L’Alba degli Zombie: intervista agli autori

Approfondiamo insieme ai tre autori, Danilo Arona, Selene Pascarella e Giuliano Santoro, la genesi del nuovo saggio firmato Gargoyle e dedicato all’universo degli zombie.

Non posso che cominciare presentandovi ai lettori. Chi sono Danilo Arona, Selene Pascarella e Giuliano Santoro?
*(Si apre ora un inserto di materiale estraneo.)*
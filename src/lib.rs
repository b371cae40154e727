//! `salescast` library crate.
//!
//! The binary (`salescast`) is a thin wrapper around this library so that:
//!
//! - the forecasting pipeline is testable without spawning processes
//! - the core never touches files; adapters in `io` do
//! - code stays easy to navigate as the project grows

pub mod adjust;
pub mod app;
pub mod cli;
pub mod data;
pub mod domain;
pub mod error;
pub mod fit;
pub mod io;
pub mod math;
pub mod models;
pub mod report;
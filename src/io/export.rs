//! Export forecasts (CSV/JSON) and write history CSVs.
//!
//! The CSV export is meant to be easy to consume in spreadsheets: one row per
//! forecast date, human-readable column labels, ISO dates, whole checks and
//! currency with two decimals.

use std::fs::File;
use std::io::Write;
use std::path::Path;

use serde::{Deserialize, Serialize};

use crate::data::RawObservation;
use crate::domain::{ForecastSeries, Metric};
use crate::error::AppError;

/// Portable JSON representation of a finished forecast.
#[derive(Debug, Clone, PartialEq, Serialize, Deserialize)]
pub struct ForecastFile {
    pub tool: String,
    /// Column label per metric key.
    pub labels: Vec<(Metric, String)>,
    pub series: ForecastSeries,
}

impl ForecastFile {
    pub fn new(series: &ForecastSeries) -> Self {
        Self {
            tool: "salescast".to_string(),
            labels: Metric::ALL.iter().map(|m| (*m, m.label().to_string())).collect(),
            series: series.clone(),
        }
    }
}

/// Write the forecast series to a CSV file.
pub fn write_forecast_csv(path: &Path, series: &ForecastSeries) -> Result<(), AppError> {
    let mut file = File::create(path)
        .map_err(|e| AppError::io(format!("Failed to create export CSV '{}': {e}", path.display())))?;
    write_forecast_csv_to(&mut file, series)
        .map_err(|e| AppError::io(format!("Failed to write export CSV '{}': {e}", path.display())))?;
    log::info!("Wrote {} forecast rows to {}", series.len(), path.display());
    Ok(())
}

fn write_forecast_csv_to<W: Write>(out: &mut W, series: &ForecastSeries) -> std::io::Result<()> {
    writeln!(out, "{}", ForecastSeries::column_labels().join(","))?;
    for p in series.points() {
        writeln!(
            out,
            "{},{},{:.2},{:.2}",
            p.date.format("%Y-%m-%d"),
            p.checks,
            p.avg_check,
            p.total_sales
        )?;
    }
    out.flush()
}

/// Write the forecast series (with labels and context) as pretty JSON.
pub fn write_forecast_json(path: &Path, series: &ForecastSeries) -> Result<(), AppError> {
    let file = File::create(path)
        .map_err(|e| AppError::io(format!("Failed to create forecast JSON '{}': {e}", path.display())))?;
    serde_json::to_writer_pretty(file, &ForecastFile::new(series))
        .map_err(|e| AppError::io(format!("Failed to write forecast JSON: {e}")))?;
    Ok(())
}

/// Read a forecast JSON file written by `write_forecast_json`.
pub fn read_forecast_json(path: &Path) -> Result<ForecastFile, AppError> {
    let file = File::open(path)
        .map_err(|e| AppError::io(format!("Failed to open forecast JSON '{}': {e}", path.display())))?;
    serde_json::from_reader(file).map_err(|e| AppError::validation(format!("Invalid forecast JSON: {e}")))
}

/// Write history rows in the layout `io::ingest` reads back.
///
/// Rows without a date are written with an empty date cell.
pub fn write_history_csv(path: &Path, rows: &[RawObservation]) -> Result<(), AppError> {
    let mut file = File::create(path)
        .map_err(|e| AppError::io(format!("Failed to create history CSV '{}': {e}", path.display())))?;

    writeln!(file, "date,checks,avg_check,total_sales")
        .map_err(|e| AppError::io(format!("Failed to write history CSV header: {e}")))?;
    for r in rows {
        let date = r.date.map(|d| d.format("%Y-%m-%d").to_string()).unwrap_or_default();
        writeln!(
            file,
            "{date},{},{:.2},{:.2}",
            r.checks, r.avg_check, r.total_sales
        )
        .map_err(|e| AppError::io(format!("Failed to write history CSV row: {e}")))?;
    }

    log::info!("Wrote {} history rows to {}", rows.len(), path.display());
    Ok(())
}
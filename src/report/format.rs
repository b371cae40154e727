//! Formatted terminal output.
//!
//! We keep formatting code in one place so:
//! - the pipeline code stays clean and testable
//! - output changes are localized

use std::collections::BTreeMap;

use chrono::Datelike;

use crate::app::pipeline::RunOutput;
use crate::domain::{ForecastConfig, ForecastSeries, Metric};

/// Per-month totals of a forecast series.
#[derive(Debug, Clone, Copy, PartialEq)]
pub struct MonthSummary {
    pub month: u32,
    pub checks: u64,
    /// Mean of the points' average check.
    pub avg_check: f64,
    pub total_sales: f64,
}

/// Collapse a series into one summary per calendar month.
pub fn summarize_by_month(series: &ForecastSeries) -> Vec<MonthSummary> {
    let mut months: BTreeMap<u32, (u64, f64, usize, f64)> = BTreeMap::new();
    for p in series.points() {
        let entry = months.entry(p.date.month()).or_insert((0, 0.0, 0, 0.0));
        entry.0 += p.checks;
        entry.1 += p.avg_check;
        entry.2 += 1;
        entry.3 += p.total_sales;
    }
    months
        .into_iter()
        .map(|(month, (checks, avg_sum, n, total_sales))| MonthSummary {
            month,
            checks,
            avg_check: avg_sum / n as f64,
            total_sales,
        })
        .collect()
}

/// Format the full run summary (dataset stats + filter + fit diagnostics + corrections).
pub fn format_run_summary(run: &RunOutput, config: &ForecastConfig) -> String {
    let mut out = String::new();

    out.push_str("=== salescast - Sales Forecast ===\n");
    out.push_str(&format!(
        "Granularity: {} | Forecast year: {} | Base year: {}\n",
        run.series.granularity().display_name(),
        run.series.forecast_year(),
        run.series.base_year()
    ));
    out.push_str(&format!(
        "History: n={} ({} rows read, {} merged) | {}..{}\n",
        run.dataset.n_observations,
        run.dataset.rows_in,
        run.dataset.duplicates_merged,
        run.dataset.first_date,
        run.dataset.last_date
    ));
    out.push_str(&format!(
        "Outliers: kept {} of {} | avg check band [{:.2}, {:.2}] (k={})\n",
        run.outliers.kept(),
        run.outliers.n_in,
        run.outliers.lower,
        run.outliers.upper,
        config.iqr_multiplier
    ));

    out.push_str("\nModel diagnostics:\n");
    for fit in &run.fits {
        out.push_str(&format!(
            "  {:<12} {:<22} n={:<5} RMSE={:.3}\n",
            fit.metric.key(),
            fit.model,
            fit.n_points,
            fit.rmse
        ));
    }

    out.push_str("\nCorrections:\n");
    out.push_str(&format!(
        "- floor x{}: {} values raised ({} points without history)\n",
        config.floor_multiplier,
        run.floor.raised_total(),
        run.floor.missing_keys
    ));
    out.push_str(&format!(
        "- 15th ({:?}, reference {}): {} replaced, {} doubled\n",
        config.fifteenth, run.fifteenth.reference_year, run.fifteenth.replaced, run.fifteenth.doubled
    ));
    out.push('\n');

    out
}

/// Format the month-by-month forecast table with a yearly total row.
pub fn format_month_table(series: &ForecastSeries) -> String {
    let labels = [Metric::Checks.label(), Metric::AvgCheck.label(), Metric::TotalSales.label()];
    let mut out = String::new();

    out.push_str(
        format!("{:<8} {:>16} {:>14} {:>18}", "month", labels[0], labels[1], labels[2]).trim_end(),
    );
    out.push('\n');
    out.push_str(format!("{:-<8} {:-<16} {:-<14} {:-<18}", "", "", "", "").trim_end());
    out.push('\n');

    let months = summarize_by_month(series);
    for m in &months {
        out.push_str(
            format!(
                "{:<8} {:>16} {:>14.2} {:>18.2}",
                format!("{}-{:02}", series.forecast_year(), m.month),
                m.checks,
                m.avg_check,
                m.total_sales
            )
            .trim_end(),
        );
        out.push('\n');
    }

    let checks: u64 = months.iter().map(|m| m.checks).sum();
    out.push_str(
        format!(
            "{:<8} {:>16} {:>14} {:>18.2}",
            "total",
            checks,
            "",
            series.total(Metric::TotalSales)
        )
        .trim_end(),
    );
    out.push('\n');

    out
}

#[cfg(test)]
mod tests {
    use super::*;
    use crate::domain::{ForecastPoint, Granularity};
    use chrono::NaiveDate;

    fn series() -> ForecastSeries {
        let point = |m, day, checks, avg| ForecastPoint {
            date: NaiveDate::from_ymd_opt(2025, m, day).unwrap(),
            checks,
            avg_check: avg,
            total_sales: checks as f64 * avg,
        };
        ForecastSeries::new(
            Granularity::Daily,
            2022,
            2025,
            vec![point(1, 1, 10, 100.0), point(1, 2, 20, 200.0), point(2, 1, 5, 50.0)],
        )
    }

    #[test]
    fn months_are_summed_and_averaged() {
        let months = summarize_by_month(&series());
        assert_eq!(months.len(), 2);
        assert_eq!(months[0].checks, 30);
        assert!((months[0].avg_check - 150.0).abs() < 1e-12);
        assert!((months[0].total_sales - 5000.0).abs() < 1e-9);
        assert_eq!(months[1].month, 2);
    }

    #[test]
    fn month_table_ends_with_total() {
        let table = format_month_table(&series());
        let lines: Vec<&str> = table.lines().collect();
        assert!(lines[0].contains("Number of checks"));
        assert!(lines[2].starts_with("2025-01"));
        assert!(lines.last().unwrap().starts_with("total"));
        assert!(lines.last().unwrap().ends_with("5250.00"));
    }
}
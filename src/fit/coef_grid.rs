//! Coefficient grid generation for the seasonal model.
//!
//! The SARIMA coefficients are first located by a deterministic grid search
//! over `(φ, θ, Θ)` and only then refined locally. A full cube is searched so
//! the refinement starts near the global CSS minimum rather than in whichever
//! basin a single starting point happens to fall into.

use crate::error::AppError;

/// Generate `steps` evenly spaced points between `min` and `max` (inclusive).
pub fn lin_space(min: f64, max: f64, steps: usize) -> Result<Vec<f64>, AppError> {
    if !(min.is_finite() && max.is_finite() && max > min) {
        return Err(AppError::config(format!(
            "Invalid coefficient range: min={min}, max={max} (must be finite and max>min)."
        )));
    }
    if steps < 2 {
        return Err(AppError::config("Coefficient grid steps must be >= 2."));
    }

    let step = (max - min) / (steps as f64 - 1.0);
    Ok((0..steps).map(|i| min + step * i as f64).collect())
}

/// Cartesian cube `values³` in lexicographic order.
pub fn coef_grid(values: &[f64]) -> Vec<[f64; 3]> {
    let mut out = Vec::with_capacity(values.len().pow(3));
    for &a in values {
        for &b in values {
            for &c in values {
                out.push([a, b, c]);
            }
        }
    }
    out
}

#[cfg(test)]
mod tests {
    use super::*;

    #[test]
    fn lin_space_includes_endpoints() {
        let v = lin_space(-0.9, 0.9, 19).unwrap();
        assert_eq!(v.len(), 19);
        assert!((v[0] + 0.9).abs() < 1e-12);
        assert!((v[18] - 0.9).abs() < 1e-12);
        assert!(v[9].abs() < 1e-12);
    }

    #[test]
    fn lin_space_rejects_bad_ranges() {
        assert!(lin_space(1.0, 1.0, 5).is_err());
        assert!(lin_space(0.0, 1.0, 1).is_err());
    }

    #[test]
    fn grid_is_full_cube() {
        let grid = coef_grid(&[-1.0, 0.0, 1.0]);
        assert_eq!(grid.len(), 27);
        assert_eq!(grid[0], [-1.0, -1.0, -1.0]);
        assert_eq!(grid[26], [1.0, 1.0, 1.0]);
    }
}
D.A.: Danilo Arona, classe 1950, giornalista, scrittore e qualche altra cosa che qui non è importante sottolineare. Ah, sì, appassionato cinefilo che ogni tanto qualche editore ingaggia a proprio rischio e pericolo.
G.S.: Giuliano Santoro è un giornalista e fa parte della redazione del settimanale “Carta”. Si occupa principalmente di politica e società, senza disdegnare qualche capatina nel cinema.
S.P.: Selene Pascarella è un’appassionata della fiction seriale sotto ogni sua forma, svezzata in tenerissima età con dosi massicce di horror e fantascienza, dedita allo studio dei linguaggi televisivi e cinematografici. Di mestiere fa la giornalista, che è il lavoro-schermo perfetto per una serial addicted.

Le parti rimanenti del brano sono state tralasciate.